5' SEQUENCE OF VESICULAR STOMATITIS-VIRUS N-GENE CONFERS SELECTIVE TRANSLATION OF MESSENGER-RNA

The infection of cells by vesicular stomatitis virus results in the rapid inhibition of host-cell protein synthesis, but not of viral protein synthesis. To determine if this translational selectivity might be conferred by the viral mRNA, we constructed a plasmid (pUCLNβ-4) containing the 5′ end of the viral nucleocapsid (N)-gene, including the ribosome binding site, fused in frame with the gene encoding β-galactosidase, and compared it to a control plasmid (pMC1924) containing the cellular rabbit beta-globin gene 5′ end fused with the β-galactosidase encoding gene.

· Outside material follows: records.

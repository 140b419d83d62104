use anyhow::{Context, Result};
use bfs_client::config::load_config;
use bfs_client::local::LocalCluster;
use bfs_client::{ClientConfig, FileInfo, FileSystemClient};
use clap::{Parser, Subcommand};
use std::path::{Path, PathBuf};
use tokio::fs::File;
use tokio::io::{AsyncReadExt, AsyncWrite, AsyncWriteExt};
use tracing::info;
use tracing_subscriber::EnvFilter;

const COPY_CHUNK: usize = 64 * 1024;

#[derive(Parser)]
#[command(name = "bfs")]
#[command(about = "Command line client for the BFS block file system", long_about = None)]
struct Cli {
    /// Name server address
    #[arg(long, env = "BFS_NAMESERVER", default_value = "127.0.0.1:8828")]
    nameserver: String,

    /// YAML file overriding call policies and buffer size
    #[arg(long, value_name = "FILE")]
    config: Option<PathBuf>,

    #[command(subcommand)]
    command: Commands,
}

#[derive(Subcommand)]
enum Commands {
    #[command(flatten)]
    Client(ClientCommand),
    #[command(about = "Run an in-memory name server and chunk servers on --nameserver")]
    ServeLocal {
        #[arg(long, default_value_t = 3)]
        replicas: usize,
    },
}

/// Commands that talk to a running name server.
#[derive(Subcommand)]
enum ClientCommand {
    #[command(about = "Create a directory and its missing parents")]
    Mkdir { path: String },
    #[command(about = "List a directory")]
    Ls {
        #[arg(default_value = "/")]
        path: String,
    },
    #[command(about = "Show file or directory attributes")]
    Stat { path: String },
    #[command(about = "Delete a file")]
    Rm { path: String },
    #[command(about = "Delete a directory")]
    Rmdir {
        path: String,
        #[arg(short, long)]
        recursive: bool,
    },
    #[command(about = "Rename a file or directory")]
    Mv { old_path: String, new_path: String },
    #[command(about = "Copy a local file into the file system")]
    Put { local: PathBuf, remote: String },
    #[command(about = "Copy a file out of the file system")]
    Get { remote: String, local: PathBuf },
    #[command(about = "Print a file to stdout")]
    Cat { remote: String },
}

fn mode_string(info: &FileInfo) -> String {
    let mut s = String::with_capacity(10);
    s.push(if info.is_dir() { 'd' } else { '-' });
    let perms = info.permissions();
    for shift in [6, 3, 0] {
        let bits = (perms >> shift) & 0o7;
        s.push(if bits & 0o4 != 0 { 'r' } else { '-' });
        s.push(if bits & 0o2 != 0 { 'w' } else { '-' });
        s.push(if bits & 0o1 != 0 { 'x' } else { '-' });
    }
    s
}

async fn put(client: &FileSystemClient, local: &Path, remote: &str) -> Result<u64> {
    let mut src = File::open(local)
        .await
        .with_context(|| format!("Failed to open {}", local.display()))?;
    let handle = client.open_write(remote).await?;
    let mut buf = vec![0u8; COPY_CHUNK];
    let mut total = 0u64;
    loop {
        let n = src.read(&mut buf).await?;
        if n == 0 {
            break;
        }
        handle.write(&buf[..n]).await?;
        total += n as u64;
    }
    handle.close().await?;
    Ok(total)
}

async fn copy_out<W: AsyncWrite + Unpin>(
    client: &FileSystemClient,
    remote: &str,
    out: &mut W,
) -> Result<u64> {
    let handle = client.open_read(remote).await?;
    let mut buf = vec![0u8; COPY_CHUNK];
    let mut total = 0u64;
    loop {
        let n = handle.read(&mut buf).await?;
        if n == 0 {
            break;
        }
        out.write_all(&buf[..n]).await?;
        total += n as u64;
    }
    out.flush().await?;
    handle.close().await?;
    Ok(total)
}

async fn serve_local(nameserver: &str, replicas: usize) -> Result<()> {
    let cluster = LocalCluster::start(nameserver, replicas)
        .await
        .with_context(|| format!("Failed to start local cluster on {nameserver}"))?;
    info!(nameserver = %cluster.nameserver_addr(), replicas, "serving");
    cluster.run_until_ctrl_c().await?;
    Ok(())
}

async fn run_client(nameserver: &str, config: ClientConfig, command: ClientCommand) -> Result<()> {
    let client = FileSystemClient::connect(nameserver, config).await?;
    match command {
        ClientCommand::Mkdir { path } => client.create_directory(&path).await?,
        ClientCommand::Ls { path } => {
            for entry in client.list_directory(&path).await? {
                println!(
                    "{} {:>12} {:>12} {}",
                    mode_string(&entry),
                    entry.size,
                    entry.ctime,
                    entry.name
                );
            }
        }
        ClientCommand::Stat { path } => {
            let info = client.stat(&path).await?;
            println!("name:  {}", info.name);
            println!("type:  {}", if info.is_dir() { "directory" } else { "file" });
            println!("mode:  {} ({:o})", mode_string(&info), info.permissions());
            println!("size:  {}", info.size);
            println!("ctime: {}", info.ctime);
        }
        ClientCommand::Rm { path } => client.delete_file(&path).await?,
        ClientCommand::Rmdir { path, recursive } => client.delete_directory(&path, recursive).await?,
        ClientCommand::Mv { old_path, new_path } => client.rename(&old_path, &new_path).await?,
        ClientCommand::Put { local, remote } => {
            let n = put(&client, &local, &remote).await?;
            info!(bytes = n, %remote, "put done");
        }
        ClientCommand::Get { remote, local } => {
            let mut out = File::create(&local)
                .await
                .with_context(|| format!("Failed to create {}", local.display()))?;
            let n = copy_out(&client, &remote, &mut out).await?;
            info!(bytes = n, local = %local.display(), "get done");
        }
        ClientCommand::Cat { remote } => {
            let mut out = tokio::io::stdout();
            copy_out(&client, &remote, &mut out).await?;
        }
    }
    Ok(())
}

async fn run(cli: Cli) -> Result<()> {
    match cli.command {
        Commands::ServeLocal { replicas } => serve_local(&cli.nameserver, replicas).await,
        Commands::Client(command) => {
            let config = match &cli.config {
                Some(path) => load_config(path)?,
                None => ClientConfig::default(),
            };
            run_client(&cli.nameserver, config, command).await
        }
    }
}

#[tokio::main]
async fn main() -> Result<()> {
    tracing_subscriber::fmt()
        .with_env_filter(
            EnvFilter::try_from_default_env().unwrap_or_else(|_| EnvFilter::new("info")),
        )
        .with_writer(std::io::stderr)
        .init();
    run(Cli::parse()).await
}

#[cfg(test)]
mod tests {
    use super::*;
    use clap::CommandFactory;

    #[test]
    fn test_cli_definition() {
        Cli::command().debug_assert();
    }

    #[test]
    fn test_commands_split_by_role() {
        let cli = Cli::try_parse_from(["bfs", "serve-local", "--replicas", "2"]).unwrap();
        assert!(matches!(cli.command, Commands::ServeLocal { replicas: 2 }));

        let cli = Cli::try_parse_from(["bfs", "mv", "/a", "/b"]).unwrap();
        match cli.command {
            Commands::Client(ClientCommand::Mv { old_path, new_path }) => {
                assert_eq!((old_path.as_str(), new_path.as_str()), ("/a", "/b"));
            }
            _ => panic!("mv parsed as the wrong command"),
        }

        let cli = Cli::try_parse_from(["bfs", "ls"]).unwrap();
        assert!(matches!(
            cli.command,
            Commands::Client(ClientCommand::Ls { path }) if path == "/"
        ));
    }
}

Both plasmids contained identical promoter and 3′ nontranslated regions and expressed similar levels of β-galactosidase in the indicator cell line 293. In cells transfected with either plasmid, viral infection resulted in a ∼70% decrease in protein synthesis by five hours. The level of β-galactosidase from cells transfected with pMC1924 also decreased concomitantly with the decrease in total protein synthesis. However, the level of β-galactosidase from cells transfected with pUCLNβ-4 was not affected by viral infection. Our data suggest that sequences in the 5′ end of the viral mRNA allow for the selective translation of the viral message in the presence of an inhibited translational machinery. © 1992.